En 1905, elle décroche son premier engagement professionnel au Concert de l’univers, Avenue de Wagram (17ème arrondissement métro Terne, quartier chic) et chante sous le pseudonyme de Pervenche, titre d’une chanson de son répertoire. En 1908, elle chante en levé de rideau à la Pépinière, Rue Louis-le-Grand (2ème arrondissement, métro Opéra, de plus en plus chic). Elle passe la même année à la taverne de l’Olympia rue Caumartin (9ème arrondissement métro Havre-Caumartin), elle est payée avec un litre de café, deux croissants et dort la plupart du temps sur les banquettes du théâtre. Pervenche croise la route de Robert Hollard alias Roberty, un comédien qui devient son pygmalion. Il lui donne des cours de diction et l’épouse en 1907. De cette union nait un enfant qui meurt en bas âge. 
En 1908, elle ce produit au Moulin Rouge en y chantant des chansons du poête Jean Richepin, son style et sa voix lui apporte le succès, elle se fait désormais appeler Fréhel en référence au cap du même nom qui se trouve sur la terre de ses ancêtres bretons.
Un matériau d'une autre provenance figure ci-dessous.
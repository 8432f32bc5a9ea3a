//! Web-side models that are not part of the core domain.

pub mod admin_user;
pub mod session;

pub use admin_user::{AdminCredentials, AdminUser};
pub use session::{CurrentAdmin, Flash, FlashKind, keys as session_keys};
//! KLYP Core - Domain types for the KLYP Workbench landing site.
//!
//! This crate provides the types shared by every KLYP component:
//! - `web` - Landing page, lead capture, and the admin console
//! - `cli` - Command-line tools for migrations, admin accounts, and seeding
//!
//! # Architecture
//!
//! The core crate contains only types and pure functions - no I/O, no database
//! access, no HTTP. Persistence lives in `klyp-web`; with the `postgres`
//! feature enabled the ID and email newtypes can be bound directly in `sqlx`
//! queries.
//!
//! # Modules
//!
//! - [`types`] - Newtype wrappers for type-safe IDs and emails
//! - [`lead`] - Founders-list sign-ups and their validation
//! - [`content`] - Section names, content documents, and the keyed accessor
//! - [`palette`] - Brand colors and their CSS representation
//! - [`sections`] - Typed schemas for each landing page section

#![cfg_attr(not(test), forbid(unsafe_code))]

pub mod content;
pub mod lead;
pub mod palette;
pub mod sections;
pub mod types;

pub use content::{ContentDocument, SectionName, SectionNameError, SiteContent};
pub use lead::{Lead, LeadSubmission, LeadValidationError, NewLead};
pub use palette::{BrandColor, BrandPalette};
pub use types::*;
Les salles parisiennes s’enchainent, le Bataclan, l’Ambassadeur, les Folies Belleville, l’Alcazar d’été. On la surnomme «La belle liane», elle est la chanteuse les plus sollicitée de Paris. Robert Hollard la quitte pour la chanteuse Damia, le divorce est prononcé en 1910. Fréhel aura une liaison passionné avec Maurice Chevalier qui, en fin de compte, la quittera pour Jeanne Bourgeois dite  Mistinguett et "ses belle gambettes". Elle mène la grande vie, mais sa vie sentimentale est un échec.



Splendeur et déchéance



En 1913, elle quitte Paris pour Saint- Pétersbourg à l’invitation de la grande duchesse Anastasia, cousine du tsar Nicolas II. Fréhel passera toute la guerre à Bucarest en Roumanie et cinq années à Constantinople (Istanbul), loin de Paris, elle sombre dans l’alcool et la cocaïne. En 1923 elle est rapatriée par le Ministère des Affaires Etrangères. A 32 ans, elle est bouffie, vieillie, mais sa voix est intacte. Fréhel fait un come-back et se produit dans différentes petites salles pour finir au Bœuf sur le toit, rue du Colisée (8ème arrondissement, métro Miromesnil). En 1925 elle passe à l’Olympia avec cette affiche : «Fréhel, l’inoubliable inoubliée», elle reprend son ancien répertoire et intercale de nouvelles chansons comme «Du gris». Son public la redécouvre. Jusqu'à la fin des années trente, elle se produira dans différentes salles comme, Le Trianon, La Gaité Rochechouart, La Scala, l’Eldorado, L’ABC …etc. Elle renouvelle son répertoire avec des titres qui resteront dans la mémoire collective comme : «La chanson du vieux marin», «Ou sont tous mes amants ?», «La môme catch-catch» et surtout «Tel qu’il est». Elle passe devant les caméras dans des rôles de tenancières de bordel ou de bar, des rôles en rapport avec son physique mais surtout le temps est venu de la voir chanter une chanson dans le film, comme en 1936 dans «Pépé le Moko» ou «Une java» en 1939 où elle chantera sa chanson la plus célèbre : «La java bleue». Elle apparaitra dans 17 films. Pendants la seconde guerre mondiale, elle continue la tournées des cabarets. Entre 1942 et 1943, elle participe à des voyages en Allemagne dans les stalags pour chanter devant les prisonniers, ce qui lui créera quelques problèmes auprès du comité d’épuration. Sa santé se détériore et elle sombre dans le dénuement. Après une dernière prestation à l’Alhambra en 1946 et trois apparitions à l’écran, un gala de soutien est organisé en sa faveur en 1949 à l’Européen rue Biot (17ème arrondissement, métro Place de Clichy) avec aussi à l’affiche Suzy Delair, Tino Rossi, Fernandel. Fréhel chantera Bruant.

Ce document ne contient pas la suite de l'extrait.